Written by: Sara Smith Lom
Congratulations to KeyBank on their 13th Points of Light Civic 50 Honor
This June, Points of Light named KeyBank to The Civic 50 for the thirteenth time, one of only a handful of companies in the country to earn that mark across the award’s fourteen-year history. Civic 50 honorees are scored on four things: how much they invest, how deeply community engagement is built into business functions (not only within a foundation), whether it’s backed by real policy and systems, and whether they measure impact.
KeyBank demonstrates that individual acts of community engagement build up to have significant impact on community over time – any business can learn from the KeyBank model.
Partnering for Corporate Community Impact
BVU is honored to play a small part in KeyBank’s community impact journey, and we have a longer view of that commitment than most.
In 1993, KeyBank was one of BVU’s eight founding organizations, alongside TRW, BP, Jones Day, Eaton, The Cleveland Foundation, The George Gund Foundation, and United Way of Greater Cleveland.
Bruce Akers, then Senior VP of Community Affairs at KeyBank, was one of the leaders behind BVU, with the goal of creating a vehicle for business professionals to get involved with nonprofits, in a way that would really make a difference – an engine for corporate community involvement. Speaking during BVU’s 30th anniversary celebration, he described the spark:
“We were getting overwhelmed with board requests, and so we started to think: let’s put something together that businesses can always be a part of – a source for these nonprofits that needed help to come to.”

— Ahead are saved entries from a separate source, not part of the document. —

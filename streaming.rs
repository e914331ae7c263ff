//! Streaming encryption and decryption handles.
//!
//! [`StreamEncryptor`] is a `Write` sink that encrypts every byte it accepts
//! and forwards the ciphertext immediately. [`StreamDecryptor`] is a lazy
//! `Read` adapter over a ciphertext source. Neither buffers whole content.
//!
//! Both apply the XChaCha20 keystream, so ciphertext length always equals
//! plaintext length and encryption is deterministic for a given key and nonce.

use chacha20::cipher::{KeyIvInit, StreamCipher};
use chacha20::XChaCha20;
use std::io::{self, Read, Write};

use crate::error::{BlobError, BlobResult};
use crate::key::SymmetricKey;

/// XChaCha20 nonce size in bytes
pub const NONCE_BYTES: usize = 24;

/// Scratch buffer size used while encrypting (64KB)
const CHUNK_SIZE: usize = 64 * 1024;

fn new_cipher(key: &SymmetricKey, nonce: &[u8; NONCE_BYTES]) -> BlobResult<XChaCha20> {
    XChaCha20::new_from_slices(key.as_bytes(), nonce)
        .map_err(|e| BlobError::invalid_key(format!("cipher init failed: {}", e)))
}

fn apply(cipher: &mut XChaCha20, data: &mut [u8]) -> io::Result<()> {
    cipher
        .try_apply_keystream(data)
        .map_err(|e| io::Error::other(format!("keystream exhausted: {}", e)))
}

/// Encrypting sink: every accepted byte is encrypted and written to `sink`
pub struct StreamEncryptor<'a> {
    cipher: XChaCha20,
    sink: Box<dyn Write + 'a>,
    scratch: Vec<u8>,
}

impl<'a> StreamEncryptor<'a> {
    pub fn new(
        key: &SymmetricKey,
        nonce: &[u8; NONCE_BYTES],
        sink: Box<dyn Write + 'a>,
    ) -> BlobResult<Self> {
        Ok(Self {
            cipher: new_cipher(key, nonce)?,
            sink,
            scratch: Vec::new(),
        })
    }
}

impl Write for StreamEncryptor<'_> {
    fn write(&mut self, buf: &[u8]) -> io::Result<usize> {
        for chunk in buf.chunks(CHUNK_SIZE) {
            self.scratch.clear();
            self.scratch.extend_from_slice(chunk);
            apply(&mut self.cipher, &mut self.scratch)?;
            self.sink.write_all(&self.scratch)?;
        }
        Ok(buf.len())
    }

    fn flush(&mut self) -> io::Result<()> {
        self.sink.flush()
    }
}

/// Decrypting reader over a ciphertext source
pub struct StreamDecryptor<'a> {
    cipher: XChaCha20,
    source: Box<dyn Read + 'a>,
}

impl<'a> StreamDecryptor<'a> {
    pub fn new(
        key: &SymmetricKey,
        nonce: &[u8; NONCE_BYTES],
        source: Box<dyn Read + 'a>,
    ) -> BlobResult<Self> {
        Ok(Self {
            cipher: new_cipher(key, nonce)?,
            source,
        })
    }
}

impl Read for StreamDecryptor<'_> {
    fn read(&mut self, buf: &mut [u8]) -> io::Result<usize> {
        let n = self.source.read(buf)?;
        apply(&mut self.cipher, &mut buf[..n])?;
        Ok(n)
    }
}
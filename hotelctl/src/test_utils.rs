//! Test utilities (available with `test-utils` feature).
//!
//! Fixtures seed an [`InMemoryStore`]; [`create_test_server`] puts the full router in front of it.

use std::sync::Arc;

use axum_test::TestServer;
use sqlx::PgPool;

use crate::{
    Application,
    auth::session::create_session_token,
    config::Config,
    db::store::{InMemoryStore, PgStore},
    types::{TicketStatus, UserId},
};

pub fn create_test_config() -> Config {
    Config {
        secret_key: Some("test-secret-key-for-hotel-api".to_string()),
        ..Default::default()
    }
}

/// Full application router over `store`
pub fn create_test_server(store: &InMemoryStore) -> TestServer {
    let app = Application::with_storage(create_test_config(), Arc::new(store.clone())).expect("Failed to create application");
    TestServer::new(app.router.into_make_service()).expect("Failed to create test server")
}

/// Full application router over a migrated PostgreSQL pool, as handed out by `#[sqlx::test]`
pub fn create_test_app(pool: PgPool) -> TestServer {
    let app = Application::with_storage(create_test_config(), Arc::new(PgStore::new(pool))).expect("Failed to create application");
    TestServer::new(app.router.into_make_service()).expect("Failed to create test server")
}

/// Issue a token for `user_id` and store its session, as signing in would
pub fn create_session(store: &InMemoryStore, user_id: UserId) -> String {
    let token = create_session_token(user_id, &create_test_config()).expect("Failed to create session token");
    store.create_session(user_id, &token);
    token
}

/// A signed-in user with an enrollment and a ticket of the given kind. Returns the bearer token.
pub fn create_user_with_ticket(
    store: &InMemoryStore,
    user_id: UserId,
    status: TicketStatus,
    is_remote: bool,
    includes_hotel: bool,
) -> String {
    let enrollment = store.create_enrollment(user_id, &format!("User {user_id}"));
    let ticket_type = store.create_ticket_type("Test ticket", 25000, is_remote, includes_hotel);
    store.create_ticket(enrollment.id, &ticket_type, status);
    create_session(store, user_id)
}

/// A signed-in user holding a paid, in-person ticket that includes a hotel
pub fn create_eligible_user(store: &InMemoryStore, user_id: UserId) -> String {
    create_user_with_ticket(store, user_id, TicketStatus::Paid, false, true)
}
//! API models for the authenticated caller.

use crate::types::UserId;
use serde::{Deserialize, Serialize};

/// The user a request was authenticated as. Only the ID travels in the session token; everything
/// else about the user lives in other services.
#[derive(Debug, Clone, Copy, PartialEq, Eq, Serialize, Deserialize)]
pub struct CurrentUser {
    pub id: UserId,
}
//! Tracing initialization.
//!
//! Log verbosity comes from `RUST_LOG` (defaulting to `info`), and the output format from the
//! `log_format` config key:
//!
//! ```bash
//! RUST_LOG=hotelctl=debug,tower_http=info hotelctl -f config.yaml
//! HOTELCTL_LOG_FORMAT=json hotelctl
//! ```

use tracing::info;
use tracing_subscriber::EnvFilter;
use tracing_subscriber::layer::SubscriberExt;
use tracing_subscriber::util::SubscriberInitExt;

use crate::config::LogFormat;

/// Install the global tracing subscriber.
///
/// Fails if a subscriber was already installed for this process.
pub fn init_telemetry(log_format: LogFormat) -> anyhow::Result<()> {
    let env_filter = EnvFilter::try_from_default_env().unwrap_or_else(|_| EnvFilter::new("info"));

    match log_format {
        LogFormat::Pretty => {
            tracing_subscriber::registry()
                .with(env_filter)
                .with(tracing_subscriber::fmt::layer())
                .try_init()?;
        }
        LogFormat::Json => {
            tracing_subscriber::registry()
                .with(env_filter)
                .with(tracing_subscriber::fmt::layer().json().flatten_event(true))
                .try_init()?;
        }
    }

    info!(?log_format, "Telemetry initialized");
    Ok(())
}
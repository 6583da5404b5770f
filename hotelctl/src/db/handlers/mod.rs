//! Repository implementations for database access.
//!
//! Each repository wraps a `&mut PgConnection` (from a pool or a transaction) and exposes the
//! read queries for one table. None of them write: enrollments, tickets and hotels are owned by
//! other parts of the platform.
//!
//! - [`Sessions`]: bearer session lookup
//! - [`Enrollments`]: enrollment by user
//! - [`Tickets`]: ticket (with ticket type) by enrollment
//! - [`Hotels`]: hotel listing and hotel-with-rooms lookup
//!
//! ```ignore
//! use hotelctl::db::handlers::Hotels;
//!
//! let mut conn = pool.acquire().await?;
//! let mut repo = Hotels::new(&mut conn);
//! let hotels = repo.list().await?;
//! ```

pub mod enrollments;
pub mod hotels;
pub mod sessions;
pub mod tickets;

pub use enrollments::Enrollments;
pub use hotels::Hotels;
pub use sessions::Sessions;
pub use tickets::Tickets;
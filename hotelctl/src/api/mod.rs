//! API layer for HTTP request handling and data models.
//!
//! - **[`handlers`]**: Axum route handlers
//! - **[`models`]**: Request/response data structures
//!
//! # Endpoints
//!
//! - `GET /hotels`: hotels available to the caller
//! - `GET /hotels/{hotelId}`: one hotel with its rooms
//!
//! Both require `Authorization: Bearer <token>`. The OpenAPI document is served at
//! `/api-docs/openapi.json` and rendered at `/docs`.

pub mod handlers;
pub mod models;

That idea, born with the help of KeyBank leaders, became BVU.
Bruce Akers was awarded BVU’s Richard W. Pogue Civic Leadership Award in 2024 in honor of the work he and Key did for BVU and the community. Bill Summers, another KeyBank and BVU leader, will receive the Richard W. Pogue Civic Leadership Award this year in September.
KeyBank has had a seat at BVU’s own board table for nearly all of BVU’s 30+ year history. Today it’s Angela Mago, KeyBank’s Chief Human Resources Officer. Key Corporate Bank’s current Chairman and CEO, Christopher Gorman, also served as a board member and chair, and has been a long advocate for board service building leadership skills early, in a different environment than a day job. As he put it: “We think placing people on nonprofit boards is a great way to do that.”
KeyBank’s Community Engagement Model
BVU has facilitated 188 Key employees being trained, matched, and elected to nonprofit boards, as well as 22 Team Volunteer Projects. In fact, BVU’s 4,000th match went to a KeyBank professional, Raneia Ramadan, matched to the board of Facing History & Ourselves.
For BVU’s members – current and prospective – KeyBank’s story is a useful model. Board matching, team volunteering, and community investment aren’t separate checkboxes; treated together, over decades, they build the kind of civic reputation that gets national recognition. It’s also a reminder of what’s possible when the business community engages with nonprofits like BVU for the long haul: 30-plus years, thousands of matches, and a seat at the table the whole way through.
Congratulations, KeyBank, on your Points of Light Civic 50 recognition, and thank you for three decades of partnership (and counting).